Robert Fox, MD: "There is a growing collection of data indicating that vitamin D deficiency is associated with poor outcomes in patients with MS. This study adds to that dataset and suggests that vitamin D supplementation may be beneficial in MS, even in patients already taking a standard MS therapy. Perhaps just as importantly, this study confirms previous observations that higher levels of vitamin D beyond normal levels do not confer further benefit. Vitamin D supplementation is not a "more is better" issue, but rather a "correct the deficiency" issue."

Cherie C. Binns, RN: "Many of the neurologists with whom I communicate are now trying to dose supplemental D3 to elevate serum levels to 80 or greater in their patients with MS. However, it's the People with Multiple Sclerosis (PWMS) who seem to be taking this far more seriously than their healthcare team and many admit to taking megadoses (100,000 IU or more weekly)."

J. William Lindsey, MD: "These observations agree with multiple previous studies reporting that low vitamin D levels are associated with more disease activity."

Anthony T. Reder, MD: "It is a correlation, but that is still important."

Case Closed?
Reder: "An alternative explanation for these findings could be healthy people play outside and have higher vitamin D from more sunshine.
My recommendation to patients is take 4000 U per day in the winter, or take a winter vacation in a sunny place."

Binns: "Unfortunately, the FDA continues to maintain its low Recommended Daily Allowances (RDA) for D and there do not seem to be clear guidelines as to maximum dose of benefit or dose, when exceeded, that may be problematic. There is far too little information available as to signs of D toxicity or overdose. Please address this topic this year."

Evatt: "Presence and or worsening of several neurologic diseases have recently been associated with low vitamin D levels; the trouble is we don't know if the disease causes the low D or low D contributes to the disease/disease worsening.
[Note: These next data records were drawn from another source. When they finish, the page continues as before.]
//! Plain-text front end over the services layer.

use std::io::Write;

use services::{
    AnswerOutcome, AppServices, DailyAnswerResult, DailyCompleteSignal, DailyState, PracticeService,
};
use svenska_core::model::{CategoryId, DifficultyBand, ExerciseItem, ExerciseType, UserId};
use svenska_core::rewards::{PracticeMode, RewardOutcome};
use tokio::io::{AsyncBufReadExt, BufReader, Lines, Stdin};

type AppResult = Result<(), Box<dyn std::error::Error>>;
type Input = Lines<BufReader<Stdin>>;

fn input() -> Input {
    BufReader::new(tokio::io::stdin()).lines()
}

async fn prompt(input: &mut Input, label: &str) -> std::io::Result<Option<String>> {
    print!("{label}");
    std::io::stdout().flush()?;
    input.next_line().await
}

//
// ─── RENDERING ─────────────────────────────────────────────────────────────────
//

fn print_program(state: &DailyState) {
    let progress = state.progress();
    println!(
        "Dagprogramma {} · {}/{} ({}%)",
        state.day(),
        progress.completed,
        progress.total,
        progress.percent()
    );
    for (index, item) in state.program().items().iter().enumerate() {
        let done = state.completion().contains(&item.composite_key());
        println!(
            "  [{}] {:>2}. {:<8} {:<16} {}",
            if done { "x" } else { " " },
            index + 1,
            item.exercise_type().as_str(),
            item.category_name(),
            item.prompt()
        );
    }
}

fn print_item(index: usize, total: usize, item: &ExerciseItem) {
    println!();
    println!("({}/{total}) {} · {}", index + 1, item.exercise_type(), item.category_name());
    match item {
        ExerciseItem::Phrase(phrase) if phrase.exercise_type == ExerciseType::Writing => {
            println!("  Schrijf in het Zweeds: {}", phrase.dutch);
        }
        ExerciseItem::Phrase(phrase) => {
            println!("  Zeg na: {}", phrase.swedish);
            if !phrase.pronunciation.is_empty() {
                println!("  Uitspraak: [{}]  ({})", phrase.pronunciation, phrase.dutch);
            }
        }
        ExerciseItem::Grammar(grammar) => {
            println!("  {} ({})", grammar.prompt, grammar.grammar_type);
        }
    }
}

fn print_reward(reward: &RewardOutcome) {
    println!("  +{} punten", reward.points_awarded);
    if reward.leveled_up() {
        println!("  Niveau {} bereikt!", reward.level_after);
    }
    for badge in &reward.new_badges {
        println!("  Nieuwe badge: {badge}");
    }
}

fn print_signal(signal: &DailyCompleteSignal) {
    println!();
    println!("*** Dagprogramma voltooid! ({}) ***", signal.day);
    for badge in &signal.new_badges {
        println!("  Nieuwe badge: {badge}");
    }
}

fn print_answer(result: &DailyAnswerResult) {
    match &result.outcome {
        AnswerOutcome::Retry { .. } => {
            println!("  Niet helemaal, probeer opnieuw (:skip om over te slaan).");
        }
        AnswerOutcome::Advanced { .. } | AnswerOutcome::DayComplete { .. } => {
            println!("  Goed zo!");
        }
    }
    if let Some(reward) = &result.reward {
        print_reward(reward);
    }
}

//
// ─── COMMANDS ──────────────────────────────────────────────────────────────────
//

/// Work through today's program until it is done or the learner quits.
pub async fn today(services: &AppServices, user: UserId) -> AppResult {
    let daily = services.daily();
    let mut state = daily.open(user).await?;
    print_program(&state);
    println!("Typ je antwoord, :skip om over te slaan of :quit om te stoppen.");

    let mut input = input();
    loop {
        if let Some(signal) = daily.poll_signal(&mut state) {
            print_signal(signal);
            state.dismiss_signal();
        }

        let Some(index) = state.session().current_index() else {
            if state.session().is_day_complete() {
                println!("Je bent klaar voor vandaag. Kom morgen terug!");
            }
            break;
        };
        if let Some(item) = state.current_item() {
            print_item(index, state.program().len(), item);
        }

        let Some(line) = prompt(&mut input, "> ").await? else {
            state.leave();
            break;
        };
        match line.trim() {
            ":q" | ":quit" => {
                state.leave();
                break;
            }
            ":s" | ":skip" => {
                daily.skip(&mut state)?;
                continue;
            }
            _ => {}
        }

        // Crossing midnight mid-session switches to the new day's program.
        if daily.roll_over(&mut state).await? {
            println!("Een nieuwe dag! Hier is je nieuwe programma.");
            print_program(&state);
            continue;
        }

        let result = daily.answer(&mut state, &line).await?;
        print_answer(&result);
        if let Some(signal) = &result.signal {
            print_signal(signal);
            state.dismiss_signal();
        }
    }

    let progress = state.progress();
    println!("Voortgang: {}/{}", progress.completed, progress.total);
    Ok(())
}

/// Free practice round outside the daily program.
pub async fn practice(
    services: &AppServices,
    user: UserId,
    mode: PracticeMode,
    category: Option<&CategoryId>,
    rounds: usize,
) -> AppResult {
    let practice = services.practice();
    let mut profile = services.profiles().load_or_create(user).await?;
    let mut input = input();
    let mut correct = 0_usize;

    if mode == PracticeMode::Grammar {
        let mut pool = practice.grammar_pool(&profile)?;
        PracticeService::shuffle(&mut pool, &mut rand::rng());
        pool.truncate(rounds);
        for exercise in &pool {
            println!();
            println!("  {} ({})", exercise.prompt, exercise.grammar_type);
            let Some(line) = prompt(&mut input, "> ").await? else {
                break;
            };
            if PracticeService::check_grammar(exercise, &line) {
                correct += 1;
                print_reward(&practice.record_grammar(&mut profile).await?);
            } else {
                println!("  Het antwoord was: {}", exercise.answer);
            }
        }
    } else {
        let mut pool = practice.phrase_pool(&profile, category, mode)?;
        PracticeService::shuffle(&mut pool, &mut rand::rng());
        pool.truncate(rounds);
        for phrase in &pool {
            println!();
            let knew_it = match mode {
                PracticeMode::Flashcard => {
                    println!("  {}", phrase.dutch);
                    if prompt(&mut input, "  (enter om om te draaien) ").await?.is_none() {
                        break;
                    }
                    println!("  {}  [{}]", phrase.swedish, phrase.pronunciation);
                    let Some(answer) = prompt(&mut input, "  Wist je het? [j/n] ").await? else {
                        break;
                    };
                    matches!(answer.trim(), "j" | "ja" | "y" | "yes")
                }
                PracticeMode::Writing => {
                    println!("  Schrijf in het Zweeds: {}", phrase.dutch);
                    let Some(line) = prompt(&mut input, "> ").await? else {
                        break;
                    };
                    PracticeService::check_phrase(phrase, &line)
                }
                PracticeMode::Practice | PracticeMode::Grammar => {
                    println!("  Zeg na: {}  [{}]", phrase.swedish, phrase.pronunciation);
                    let Some(line) = prompt(&mut input, "> ").await? else {
                        break;
                    };
                    PracticeService::check_phrase(phrase, &line)
                }
            };
            if knew_it {
                correct += 1;
                print_reward(&practice.record_phrase(&mut profile, phrase, mode).await?);
            } else {
                println!("  Het antwoord was: {}", phrase.swedish);
            }
        }
    }

    println!();
    println!("{correct} goed · totaal {} punten, niveau {}", profile.total_points(), profile.level());
    Ok(())
}

pub async fn stats(services: &AppServices, user: UserId) -> AppResult {
    let profiles = services.profiles();
    let profile = profiles.load_or_create(user).await?;
    let overview = profiles.overview(&profile);

    println!("Leerling {}", overview.user_id);
    println!(
        "  Niveau {} · {} punten ({} tot het volgende niveau)",
        overview.level, overview.total_points, overview.points_to_next_level
    );
    println!("  Reeks: {} dagen · {} dagen voltooid", overview.streak, overview.completed_days);
    println!("  Zinnen geleerd: {}", overview.completed_phrases);
    if !overview.badges.is_empty() {
        let titles: Vec<&str> = overview.badges.iter().map(|b| b.title()).collect();
        println!("  Badges: {}", titles.join(", "));
    }
    println!("  Categorieën:");
    for category in &overview.categories {
        let enabled = if profile.is_category_enabled(&category.category_id) {
            ""
        } else {
            " (uit)"
        };
        println!(
            "    {:<16} {}/{} ({}%){enabled}",
            category.name,
            category.completed,
            category.total,
            category.percent()
        );
    }
    let preference = profile
        .difficulty_preference()
        .map_or("alles", DifficultyBand::as_str);
    println!("  Moeilijkheid: {preference}");
    Ok(())
}

pub async fn set_difficulty(
    services: &AppServices,
    user: UserId,
    preference: Option<DifficultyBand>,
) -> AppResult {
    let daily = services.daily();
    let mut state = daily.open(user).await?;
    if daily.change_difficulty_preference(&mut state, preference).await? {
        println!("Moeilijkheid aangepast; het dagprogramma is opnieuw samengesteld.");
    } else {
        println!("Moeilijkheid was al ingesteld.");
    }
    print_program(&state);
    Ok(())
}

pub async fn toggle(services: &AppServices, user: UserId, category: &CategoryId) -> AppResult {
    let daily = services.daily();
    let mut state = daily.open(user).await?;
    let enabled = daily.toggle_category(&mut state, category).await?;
    println!(
        "Categorie {category} staat nu {}.",
        if enabled { "aan" } else { "uit" }
    );
    print_program(&state);
    Ok(())
}

pub async fn reset(services: &AppServices, user: UserId) -> AppResult {
    let daily = services.daily();
    let mut state = daily.open(user).await?;
    daily.reset_today(&mut state).await;
    println!("Nieuw dagprogramma samengesteld.");
    print_program(&state);
    Ok(())
}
Evidence is strong that optimal bone health levels should be above 30, but we can't say whether it's better to get vitamin D levels higher ... e.g., above 40 or 60 or 70."

Lindsey: "The outstanding remaining question is whether treatment to increase vitamin D levels will have a clinical benefit in MS.
The results from a few small studies of vitamin D supplementation in MS are contradictory.
At present, it is reasonable to measure vitamin D levels in MS patients, and give supplements to those with low vitamin D."

Fox: "Confirmation that vitamin D supplementation is indeed helpful in MS still awaits a formal clinical trial."